Suppose that in fifty years there will be an intelligence that produces content even better than "these leather bags". Perhaps it will take over some purely market needs. But creativity will clearly not stop, because the subjective space of colors, tastes, smells, sensations, and emotions, in the beauty and closeness of which we find ourselves, will not disappear.
Let's even assume that it will somehow be found that the machine has experience. But this will mean only one thing: it has turned into the same subject of feelings as we are. In our history, the presence of brilliant poets does not eliminate ordinary poets, and the presence of an artificial poet will not eliminate a natural poet. Creativity as communication will become even more interesting.
We create to communicate feelings. We create to fill the lack of life. Making money on creativity is good when you need money. But most creators would like to create for themselves. Therefore, professionals of art will replace professionals of mass labor. People who will look for an audience interested in people, not robots.
The audience is not always stupid consumers. There are those who seek life. Good authors unite around themselves an audience that is interested not just in their work, but in communicating with them through creativity. Crowdfunding, fan clubs, art galleries, and much more will survive because life is not limited to "digital".
Of course, one can argue, saying, go distinguish a robot from a human, they are similar. But those who need a real person, his sensual experience, are already searching. Those who do not need it have long been accustomed to treating a person functionally. Are there not many creators who feel that they are being used as a useful tool?
Creative people are afraid of losing the job they like. But they have already lost such a job, they just did not notice it. After all, work "for another" is necessary for survival, and projects that a person is ready to engage in for the sake of a soulful response do without money.
The other thing is that you will have to make a choice: who are we, trembling creatures or not? We either tremble from the world's elements, or we are "gods and sons of the Most High". Until today's science is surpassed by the science where physics exists for consciousness, and not consciousness for physics, our society will continue to see something threatening in artificiality. The way we are taught to think directly affects what we fear.

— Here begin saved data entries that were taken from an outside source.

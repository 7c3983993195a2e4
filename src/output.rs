//! Output formatting for departure results.
//!
//! Supports JSON for machines and a plain departure board for terminals. The
//! board groups predictions under their stop, in the stop order returned by
//! the query (nearest first).

use std::io::Write;

use anyhow::Result;
use tracing::debug;

use crate::model::{DepartureInfo, Prediction};

/// Logs the result using Rust's debug pretty-print format.
pub fn print_pretty(info: &DepartureInfo) {
    debug!("{:#?}", info);
}

/// Writes the result as pretty-printed JSON.
pub fn write_json<W: Write>(mut writer: W, info: &DepartureInfo) -> Result<()> {
    serde_json::to_writer_pretty(&mut writer, info)?;
    writeln!(writer)?;
    Ok(())
}

/// One line per stop title, followed by one line per route and direction with
/// the upcoming departures in minutes.
pub fn render_board(info: &DepartureInfo) -> String {
    let mut board = String::new();
    let mut seen = Vec::new();

    for stop in &info.stops {
        if seen.contains(&stop.title.as_str()) {
            continue;
        }
        seen.push(stop.title.as_str());

        board.push_str(&stop.title);
        board.push('\n');

        let predictions: Vec<&Prediction> = info
            .predictions
            .iter()
            .filter(|p| p.stop_title == stop.title)
            .collect();
        if predictions.is_empty() {
            board.push_str("  no departures\n");
            continue;
        }

        for prediction in predictions {
            for direction in &prediction.directions {
                let minutes: Vec<String> = direction
                    .seconds
                    .iter()
                    .filter(|s| **s >= 0)
                    .map(|s| (s / 60).to_string())
                    .collect();
                let minutes = if minutes.is_empty() {
                    "-".to_string()
                } else {
                    minutes.join(", ")
                };
                board.push_str(&format!(
                    "  {} {}: {} min\n",
                    prediction.route_title, direction.title, minutes
                ));
            }
        }
    }

    board
}
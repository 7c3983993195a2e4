use async_trait::async_trait;
use reqwest::{Request, Response};

/// Sends a prepared request. Implemented by [`super::BasicClient`] and by
/// test doubles that answer without a network.
#[async_trait]
pub trait HttpClient: Send + Sync {
    async fn execute(&self, req: Request) -> reqwest::Result<Response>;
}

In a subject-oriented world, there is nothing to fear: there, living reason rules, everything objective is merely instrumental. In an object-oriented world, there are only "hallucinations" and "ugh, that's subjective," and this is a side effect of some complex brain activity.
So, to answer the question of whether AI threatens my future creativity, we need to start by defining who I am and why I engage in creativity. Am I an object, and do I create for survival? Or am I a subject, and do I create for life?
If for survival, then, of course, artificial intelligence will enslave us, the surviving is already a step away from death, and the laws of evolution are cruel. After all, there is no "us," and people are also robots, albeit an extremely outdated version.
But if for life, AI is not a threat, but another tool that helps to live. A person does not share objects and does not perceive abstractions — he values sensory data. Such sensory data will always be in the first place for those who love life and seek beauty for its own sake.